## Task brief:
State the count of lines in this material that hold the string "filename" and add nothing.

## Recorded information:
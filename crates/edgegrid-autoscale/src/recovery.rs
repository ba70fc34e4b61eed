//! Crash recovery bookkeeping.
//!
//! A crashed container is relaunched close to where it ran. Each relaunch
//! appends an entry to the recovery label carried by the new container, so
//! a service that keeps crashing is eventually left down.

use std::time::Duration;

use serde::{Deserialize, Serialize};
use tracing::warn;

use edgegrid_state::{ContainerRecord, labels};

#[derive(Debug, Clone, PartialEq, Serialize, Deserialize)]
pub struct RecoveryEntry {
    pub container_id: String,
    pub timestamp_ms: u64,
}

#[derive(Debug, Clone, Copy, PartialEq, Eq)]
pub struct RecoveryPolicy {
    pub max_recoveries: u32,
    pub window: Duration,
}

impl Default for RecoveryPolicy {
    fn default() -> Self {
        Self {
            max_recoveries: 3,
            window: Duration::from_secs(10 * 60),
        }
    }
}

impl RecoveryPolicy {
    /// Recovery history of a container, oldest first. An unreadable label
    /// counts as no history.
    pub fn history(container: &ContainerRecord) -> Vec<RecoveryEntry> {
        let Some(raw) = container.label(labels::RECOVERY) else {
            return Vec::new();
        };
        match serde_json::from_str(raw) {
            Ok(entries) => entries,
            Err(e) => {
                warn!(container = %container.id, error = %e, "ignoring malformed recovery label");
                Vec::new()
            }
        }
    }

    /// Decide whether `crashed` may be relaunched at `now_ms`.
    ///
    /// Returns the label value for the relaunched container (the recent
    /// history plus this recovery), or `None` when the container already
    /// recovered `max_recoveries` times inside the window.
    pub fn next_label(&self, crashed: &ContainerRecord, now_ms: u64) -> Option<String> {
        let window_ms = u64::try_from(self.window.as_millis()).unwrap_or(u64::MAX);
        let mut recent: Vec<RecoveryEntry> = Self::history(crashed)
            .into_iter()
            .filter(|e| e.timestamp_ms.saturating_add(window_ms) > now_ms)
            .collect();
        if recent.len() >= self.max_recoveries as usize {
            return None;
        }
        recent.push(RecoveryEntry {
            container_id: crashed.id.clone(),
            timestamp_ms: now_ms,
        });
        serde_json::to_string(&recent).ok()
    }
}
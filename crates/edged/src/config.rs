//! edged.toml configuration.
//!
//! Every field has a default, so an empty file is a valid configuration for
//! a single manager on localhost with no cloud credentials.

use std::collections::HashMap;
use std::path::{Path, PathBuf};
use std::time::Duration;

use serde::Deserialize;

use edgegrid_autoscale::{
    Bounds, HostMonitorSettings, HostThresholds, RecoveryPolicy, ServiceMonitorSettings, ServiceThresholds,
};
use edgegrid_executor::{AwsLaunchConfig, CloudSettings, ExecutorSettings};
use edgegrid_placement::DEFAULT_ZONE;
use edgegrid_state::{HostLocation, ServiceSpec};

#[derive(Debug, Clone, Default, Deserialize)]
#[serde(default)]
pub struct EdgedConfig {
    pub manager: ManagerConfig,
    pub hosts: HostsConfig,
    pub services: ServicesConfig,
    pub cloud: CloudConfig,
    pub ssh: SshConfig,
    pub placement: PlacementConfig,
    pub rules: RulesConfig,
}

#[derive(Debug, Clone, Deserialize)]
#[serde(default)]
pub struct ManagerConfig {
    /// Public address of the host this manager runs on.
    pub address: String,
    pub private_address: Option<String>,
    pub location: HostLocation,
    /// Region this manager owns. Unset owns every region.
    pub region: Option<String>,
    pub data_dir: PathBuf,
    /// Append every recorded sample to the monitoring log.
    pub test_log: bool,
    /// Services never evaluated (the manager's own containers and similar).
    pub system_services: Vec<String>,
}

impl Default for ManagerConfig {
    fn default() -> Self {
        Self {
            address: "127.0.0.1".to_string(),
            private_address: None,
            location: HostLocation::default(),
            region: None,
            data_dir: PathBuf::from("/var/lib/edgegrid"),
            test_log: false,
            system_services: Vec::new(),
        }
    }
}

/// A known edge machine that may join the cluster.
#[derive(Debug, Clone, Deserialize)]
pub struct EdgeHostConfig {
    pub address: String,
    pub private_address: Option<String>,
    #[serde(default)]
    pub location: HostLocation,
    #[serde(default)]
    pub memory_bytes: u64,
}

#[derive(Debug, Clone, Deserialize)]
#[serde(default)]
pub struct HostsConfig {
    pub monitor_interval_secs: u64,
    pub start_threshold: u32,
    pub stop_threshold: u32,
    pub min_hosts: u32,
    /// 0 = unbounded.
    pub max_hosts: u32,
    pub join_attempts: u32,
    /// Catalog service run on every host before it joins.
    pub proxy_service: Option<String>,
    /// Catalog services run on every host once it joined.
    pub background_services: Vec<String>,
    pub edge: Vec<EdgeHostConfig>,
}

impl Default for HostsConfig {
    fn default() -> Self {
        Self {
            monitor_interval_secs: 60,
            start_threshold: 3,
            stop_threshold: 5,
            min_hosts: 1,
            max_hosts: 0,
            join_attempts: 5,
            proxy_service: None,
            background_services: Vec::new(),
            edge: Vec::new(),
        }
    }
}

#[derive(Debug, Clone, Deserialize)]
#[serde(default)]
pub struct ServicesConfig {
    pub monitor_interval_secs: u64,
    pub replicate_threshold: u32,
    pub migrate_threshold: u32,
    pub stop_threshold: u32,
    /// Grace period between a migration's replica and the original's stop.
    pub migration_stop_delay_secs: u64,
    pub max_recoveries: u32,
    pub recovery_window_secs: u64,
    pub catalog: Vec<ServiceSpec>,
}

impl Default for ServicesConfig {
    fn default() -> Self {
        Self {
            monitor_interval_secs: 30,
            replicate_threshold: 3,
            migrate_threshold: 3,
            stop_threshold: 5,
            migration_stop_delay_secs: 60,
            max_recoveries: 3,
            recovery_window_secs: 600,
            catalog: Vec::new(),
        }
    }
}

#[derive(Debug, Clone, Deserialize)]
#[serde(default)]
pub struct CloudConfig {
    pub enabled: bool,
    pub profile: Option<String>,
    pub instance_type: String,
    /// AMI per zone.
    pub images: HashMap<String, String>,
    pub security_group: Option<String>,
    pub key_name: Option<String>,
    pub tag_key: String,
    pub tag_value: String,
    /// Zones scanned for managed instances. Empty scans every known zone.
    pub zones: Vec<String>,
    pub max_retries: u32,
    pub retry_delay_secs: u64,
    pub poll_interval_secs: u64,
    pub poll_timeout_secs: u64,
}

impl Default for CloudConfig {
    fn default() -> Self {
        Self {
            enabled: false,
            profile: None,
            instance_type: "t2.micro".to_string(),
            images: HashMap::new(),
            security_group: None,
            key_name: None,
            tag_key: "edgegrid".to_string(),
            tag_value: "managed".to_string(),
            zones: vec![DEFAULT_ZONE.to_string()],
            max_retries: 5,
            retry_delay_secs: 5,
            poll_interval_secs: 2,
            poll_timeout_secs: 180,
        }
    }
}

#[derive(Debug, Clone, Deserialize)]
#[serde(default)]
pub struct SshConfig {
    pub user: String,
    pub identity_file: Option<PathBuf>,
}

impl Default for SshConfig {
    fn default() -> Self {
        Self {
            user: "ubuntu".to_string(),
            identity_file: None,
        }
    }
}

#[derive(Debug, Clone, Default, Deserialize)]
#[serde(default)]
pub struct PlacementConfig {
    /// Region placed last among otherwise equal candidates.
    pub avoid_region: Option<String>,
}

#[derive(Debug, Clone, Deserialize)]
#[serde(default)]
pub struct RulesConfig {
    pub path: PathBuf,
}

impl Default for RulesConfig {
    fn default() -> Self {
        Self {
            path: PathBuf::from("/etc/edgegrid/rules.toml"),
        }
    }
}

impl EdgedConfig {
    pub fn from_file(path: &Path) -> anyhow::Result<Self> {
        let content = std::fs::read_to_string(path)?;
        let config: EdgedConfig = toml::from_str(&content)?;
        Ok(config)
    }

    pub fn state_path(&self) -> PathBuf {
        self.manager.data_dir.join("edgegrid.redb")
    }

    pub fn executor_settings(&self) -> ExecutorSettings {
        ExecutorSettings {
            join_attempts: self.hosts.join_attempts,
            proxy_service: self.hosts.proxy_service.clone(),
            background_services: self.hosts.background_services.clone(),
            migration_stop_delay: Duration::from_secs(self.services.migration_stop_delay_secs),
            avoid_region: self.placement.avoid_region.clone(),
            cloud: CloudSettings {
                max_retries: self.cloud.max_retries,
                retry_delay: Duration::from_secs(self.cloud.retry_delay_secs),
                poll_interval: Duration::from_secs(self.cloud.poll_interval_secs),
                poll_timeout: Duration::from_secs(self.cloud.poll_timeout_secs),
            },
        }
    }

    pub fn aws_launch_config(&self) -> AwsLaunchConfig {
        AwsLaunchConfig {
            profile: self.cloud.profile.clone(),
            instance_type: self.cloud.instance_type.clone(),
            images: self.cloud.images.clone(),
            security_group: self.cloud.security_group.clone(),
            key_name: self.cloud.key_name.clone(),
            tag: (self.cloud.tag_key.clone(), self.cloud.tag_value.clone()),
            zones: self.cloud.zones.clone(),
        }
    }

    pub fn host_monitor_settings(&self) -> HostMonitorSettings {
        HostMonitorSettings {
            thresholds: HostThresholds {
                start: self.hosts.start_threshold,
                stop: self.hosts.stop_threshold,
            },
            bounds: Bounds::new(self.hosts.min_hosts, self.hosts.max_hosts),
            region: self.manager.region.clone(),
        }
    }

    pub fn service_monitor_settings(&self) -> ServiceMonitorSettings {
        let mut system_services = self.manager.system_services.clone();
        system_services.extend(self.hosts.proxy_service.iter().cloned());
        system_services.extend(self.hosts.background_services.iter().cloned());
        ServiceMonitorSettings {
            thresholds: ServiceThresholds {
                replicate: self.services.replicate_threshold,
                migrate: self.services.migrate_threshold,
                stop: self.services.stop_threshold,
            },
            region: self.manager.region.clone(),
            system_services,
            recovery: RecoveryPolicy {
                max_recoveries: self.services.max_recoveries,
                window: Duration::from_secs(self.services.recovery_window_secs),
            },
        }
    }
}

#[cfg(test)]
mod tests {
    use super::*;
    use edgegrid_state::ServiceType;

    #[test]
    fn empty_file_uses_defaults() {
        let config: EdgedConfig = toml::from_str("").unwrap();
        assert_eq!(config.manager.address, "127.0.0.1");
        assert_eq!(config.hosts.join_attempts, 5);
        assert_eq!(config.services.max_recoveries, 3);
        assert!(!config.cloud.enabled);
        assert_eq!(config.state_path(), PathBuf::from("/var/lib/edgegrid/edgegrid.redb"));

        let settings = config.executor_settings();
        assert_eq!(settings.cloud.poll_timeout, Duration::from_secs(180));
        assert_eq!(settings.migration_stop_delay, Duration::from_secs(60));
    }

    #[test]
    fn parses_full_file() {
        let toml_str = r#"
[manager]
address = "10.0.0.1"
region = "europe"
data_dir = "/tmp/edgegrid"
system_services = ["registration-server"]

[manager.location]
continent = "europe"
region = "europe"
country = "pt"
city = "lisbon"
coordinates = { latitude = 38.72, longitude = -9.14 }

[hosts]
start_threshold = 2
stop_threshold = 4
min_hosts = 2
max_hosts = 6
proxy_service = "nginx-proxy"
background_services = ["node-exporter"]

[[hosts.edge]]
address = "10.0.0.2"
location = { continent = "europe", region = "europe", country = "pt", city = "porto", coordinates = { latitude = 41.15, longitude = -8.61 } }

[services]
replicate_threshold = 1
migration_stop_delay_secs = 30

[[services.catalog]]
name = "api"
image = "edgegrid/api"
service_type = "backend"
internal_port = 8080
external_port = 8080
launch_command = "--port ${externalPort} --db ${storeHost}"
output_label = "apiHost"
min_replicas = 1
max_replicas = 4
expected_memory_bytes = 268435456
dependencies = ["store"]

[[services.catalog]]
name = "store"
image = "edgegrid/store"
service_type = "database"
internal_port = 5432
external_port = 5432

[cloud]
enabled = true
profile = "edge"
images = { "eu-west-3" = "ami-0123" }
zones = ["eu-west-3"]
poll_timeout_secs = 60

[ssh]
user = "edge"
identity_file = "/home/edge/.ssh/id_ed25519"

[placement]
avoid_region = "us-east-1"

[rules]
path = "/tmp/rules.toml"
"#;
        let config: EdgedConfig = toml::from_str(toml_str).unwrap();
        assert_eq!(config.manager.location.city, "lisbon");
        assert_eq!(config.hosts.edge.len(), 1);
        assert_eq!(config.hosts.edge[0].location.city, "porto");
        assert_eq!(config.services.catalog.len(), 2);
        assert_eq!(config.services.catalog[1].service_type, ServiceType::Database);
        assert_eq!(config.services.catalog[0].dependencies, vec!["store".to_string()]);

        let hosts = config.host_monitor_settings();
        assert_eq!(hosts.thresholds, HostThresholds { start: 2, stop: 4 });
        assert_eq!(hosts.bounds, Bounds::new(2, 6));
        assert_eq!(hosts.region.as_deref(), Some("europe"));

        let services = config.service_monitor_settings();
        assert_eq!(services.thresholds.replicate, 1);
        assert_eq!(
            services.system_services,
            vec!["registration-server", "nginx-proxy", "node-exporter"]
        );

        let aws = config.aws_launch_config();
        assert_eq!(aws.tag, ("edgegrid".to_string(), "managed".to_string()));
        assert_eq!(aws.images.get("eu-west-3").map(String::as_str), Some("ami-0123"));
        assert_eq!(config.executor_settings().migration_stop_delay, Duration::from_secs(30));
    }

    #[test]
    fn from_file_reads_toml() {
        let dir = tempfile::tempdir().unwrap();
        let path = dir.path().join("edged.toml");
        std::fs::write(&path, "[manager]\naddress = \"10.1.1.1\"\n").unwrap();
        let config = EdgedConfig::from_file(&path).unwrap();
        assert_eq!(config.manager.address, "10.1.1.1");
        assert_eq!(config.hosts.min_hosts, 1);
    }

    #[test]
    fn shipped_examples_parse() {
        let config: EdgedConfig = toml::from_str(include_str!("../../../config/edged.example.toml")).unwrap();
        assert_eq!(config.hosts.edge.len(), 2);
        assert_eq!(config.services.catalog.len(), 4);
        assert!(config.cloud.enabled);

        let rules = edgegrid_rules::parse_rules(include_str!("../../../config/rules.example.toml")).unwrap();
        assert_eq!(rules.len(), 7);
    }

    #[test]
    fn unknown_types_are_rejected() {
        assert!(toml::from_str::<EdgedConfig>("[hosts]\nmin_hosts = \"two\"\n").is_err());
    }
}
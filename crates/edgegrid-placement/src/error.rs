//! Placement error types.

use thiserror::Error;

#[derive(Debug, Error)]
pub enum PlacementError {
    #[error("no host can fit {expected_memory} bytes, even after provisioning")]
    NoCapacity { expected_memory: u64 },

    #[error("provisioning failed: {0}")]
    Provisioning(#[from] anyhow::Error),

    #[error("state store error: {0}")]
    State(#[from] edgegrid_state::StateError),
}

pub type PlacementResult<T> = Result<T, PlacementError>;
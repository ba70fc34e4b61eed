//! Execution context: which host this manager runs on.

/// Passed to every component that must choose between local and remote
/// command dispatch.
#[derive(Debug, Clone, PartialEq, Eq)]
pub struct ExecContext {
    manager_address: String,
}

impl ExecContext {
    pub fn new(manager_address: impl Into<String>) -> Self {
        Self {
            manager_address: manager_address.into(),
        }
    }

    pub fn manager_address(&self) -> &str {
        &self.manager_address
    }

    /// True when commands for `address` run on this machine.
    pub fn is_local(&self, address: &str) -> bool {
        address == self.manager_address || matches!(address, "localhost" | "127.0.0.1")
    }
}
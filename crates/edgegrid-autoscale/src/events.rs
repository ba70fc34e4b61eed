//! Event accumulation.
//!
//! One [`EventCounter`] per entity counts how many consecutive cycles fired
//! the same decision. A cycle where no rule fired leaves the counter as it
//! was, so one quiet sample does not break a streak.

use std::time::{SystemTime, UNIX_EPOCH};

use tracing::debug;

use edgegrid_state::{DecisionKind, EntityKind, EventCounter, StateResult, StateStore};

#[derive(Clone)]
pub struct EventAccumulator {
    state: StateStore,
}

impl EventAccumulator {
    pub fn new(state: StateStore) -> Self {
        Self { state }
    }

    /// Fold one cycle's outcome into the entity's counter and return the
    /// resulting count.
    ///
    /// The same decision as last time increments the count, a different one
    /// restarts it at 1. `None` changes nothing and returns the stored count
    /// (0 when the entity never fired).
    pub fn record(&self, kind: EntityKind, entity: &str, decision: Option<DecisionKind>) -> StateResult<u32> {
        let existing = self.state.get_event(kind, entity)?;
        let Some(decision) = decision else {
            return Ok(existing.map(|e| e.count).unwrap_or(0));
        };

        let count = match existing {
            Some(e) if e.decision == decision => e.count.saturating_add(1),
            _ => 1,
        };
        self.state.put_event(&EventCounter {
            kind,
            entity_id: entity.to_string(),
            decision,
            count,
            updated_at: epoch_secs(),
        })?;
        debug!(%entity, decision = %decision, count, "event recorded");
        Ok(count)
    }

    pub fn count(&self, kind: EntityKind, entity: &str) -> StateResult<Option<EventCounter>> {
        self.state.get_event(kind, entity)
    }

    /// Clear the entity's streak, after scheduling an action for it or once
    /// the entity is gone.
    pub fn reset(&self, kind: EntityKind, entity: &str) -> StateResult<()> {
        self.state.delete_event(kind, entity)?;
        Ok(())
    }
}

fn epoch_secs() -> u64 {
    SystemTime::now()
        .duration_since(UNIX_EPOCH)
        .unwrap_or_default()
        .as_secs()
}
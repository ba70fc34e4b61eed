//! Rule session cache.
//!
//! A session is the set of rules fetched from the store under one freshness
//! token. Monitors call [`SessionCache::refresh`] at the start of each cycle;
//! the cached rules are dropped only when the token moved, so rules are never
//! swapped underneath an evaluation in progress.

use std::collections::HashMap;
use std::sync::Arc;

use tracing::info;

use edgegrid_state::EntityKind;

use crate::error::RulesResult;
use crate::evaluator::{RuleDecision, evaluate};
use crate::rule::Rule;
use crate::store::RuleStore;

pub struct SessionCache {
    store: Arc<dyn RuleStore>,
    token: Option<String>,
    generic: HashMap<EntityKind, Vec<Rule>>,
    specific: HashMap<(EntityKind, String), Vec<Rule>>,
}

impl SessionCache {
    pub fn new(store: Arc<dyn RuleStore>) -> Self {
        Self {
            store,
            token: None,
            generic: HashMap::new(),
            specific: HashMap::new(),
        }
    }

    /// Token of the current session, if one was opened.
    pub fn token(&self) -> Option<&str> {
        self.token.as_deref()
    }

    /// Open a new session if the rule set changed. Returns true when it did.
    pub fn refresh(&mut self) -> RulesResult<bool> {
        let token = self.store.freshness_token()?;
        if self.token.as_deref() == Some(token.as_str()) {
            return Ok(false);
        }
        self.generic.clear();
        self.specific.clear();
        info!(%token, "rule session rebuilt");
        self.token = Some(token);
        Ok(true)
    }

    /// Generic rules of `kind` plus every rule naming one of `keys`.
    pub fn rules_for(&mut self, kind: EntityKind, keys: &[&str]) -> RulesResult<Vec<Rule>> {
        if !self.generic.contains_key(&kind) {
            let rules = self.store.generic_rules(kind)?;
            self.generic.insert(kind, rules);
        }
        let mut rules = self.generic.get(&kind).cloned().unwrap_or_default();

        for key in keys {
            let cache_key = (kind, key.to_string());
            if !self.specific.contains_key(&cache_key) {
                let specific = self.store.entity_rules(kind, key)?;
                self.specific.insert(cache_key.clone(), specific);
            }
            if let Some(specific) = self.specific.get(&cache_key) {
                for rule in specific {
                    if rules.iter().all(|r| r.id != rule.id) {
                        rules.push(rule.clone());
                    }
                }
            }
        }
        Ok(rules)
    }

    /// Drop the cached entity rules of a key that no longer exists.
    pub fn forget(&mut self, kind: EntityKind, key: &str) {
        self.specific.remove(&(kind, key.to_string()));
    }

    /// Evaluate the applicable rules for an entity.
    pub fn evaluate(
        &mut self,
        kind: EntityKind,
        keys: &[&str],
        fields: &HashMap<String, f64>,
    ) -> RulesResult<Option<RuleDecision>> {
        let rules = self.rules_for(kind, keys)?;
        Ok(evaluate(fields, &rules))
    }
}
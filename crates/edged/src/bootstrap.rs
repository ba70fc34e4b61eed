//! Seeds the store from the configuration on startup.

use async_trait::async_trait;
use tracing::{debug, info};

use edgegrid_executor::CloudProvider;
use edgegrid_state::{CloudInstance, HostKind, HostLocation, HostRecord, StateResult, StateStore};

use crate::config::EdgedConfig;

/// Register the manager host, the configured edge hosts and the service
/// catalog.
///
/// Hosts already known keep their swarm membership; only their addresses
/// and location are refreshed.
pub fn register(state: &StateStore, config: &EdgedConfig) -> StateResult<()> {
    let manager = &config.manager;
    upsert_host(
        state,
        &manager.address,
        manager.private_address.as_deref(),
        &manager.location,
        0,
    )?;
    for edge in &config.hosts.edge {
        upsert_host(
            state,
            &edge.address,
            edge.private_address.as_deref(),
            &edge.location,
            edge.memory_bytes,
        )?;
    }
    for spec in &config.services.catalog {
        state.put_service(spec)?;
        debug!(service = %spec.name, "service registered");
    }
    info!(
        hosts = config.hosts.edge.len() + 1,
        services = config.services.catalog.len(),
        "inventory registered"
    );
    Ok(())
}

fn upsert_host(
    state: &StateStore,
    address: &str,
    private_address: Option<&str>,
    location: &HostLocation,
    memory_bytes: u64,
) -> StateResult<()> {
    let private_address = private_address.unwrap_or(address).to_string();
    let host = match state.get_host(address)? {
        Some(known) => HostRecord {
            private_address,
            location: location.clone(),
            memory_bytes: if memory_bytes > 0 { memory_bytes } else { known.memory_bytes },
            ..known
        },
        None => HostRecord {
            address: address.to_string(),
            private_address,
            kind: HostKind::Edge,
            location: location.clone(),
            instance_id: None,
            node: None,
            memory_bytes,
            updated_at: 0,
        },
    };
    state.put_host(&host)
}

/// Stand-in provider when no cloud account is configured.
///
/// Sees no instances and refuses to create or change any.
pub struct NoCloud;

#[async_trait]
impl CloudProvider for NoCloud {
    async fn describe_instances(&self) -> anyhow::Result<Vec<CloudInstance>> {
        Ok(Vec::new())
    }

    async fn describe_instance(&self, _instance_id: &str) -> anyhow::Result<Option<CloudInstance>> {
        Ok(None)
    }

    async fn launch_instance(&self, zone: &str) -> anyhow::Result<CloudInstance> {
        anyhow::bail!("cloud disabled, cannot launch an instance in {zone}")
    }

    async fn start_instance(&self, instance_id: &str) -> anyhow::Result<()> {
        anyhow::bail!("cloud disabled, cannot start {instance_id}")
    }

    async fn stop_instance(&self, instance_id: &str) -> anyhow::Result<()> {
        anyhow::bail!("cloud disabled, cannot stop {instance_id}")
    }

    async fn terminate_instance(&self, instance_id: &str) -> anyhow::Result<()> {
        anyhow::bail!("cloud disabled, cannot terminate {instance_id}")
    }
}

## Exercise output:
5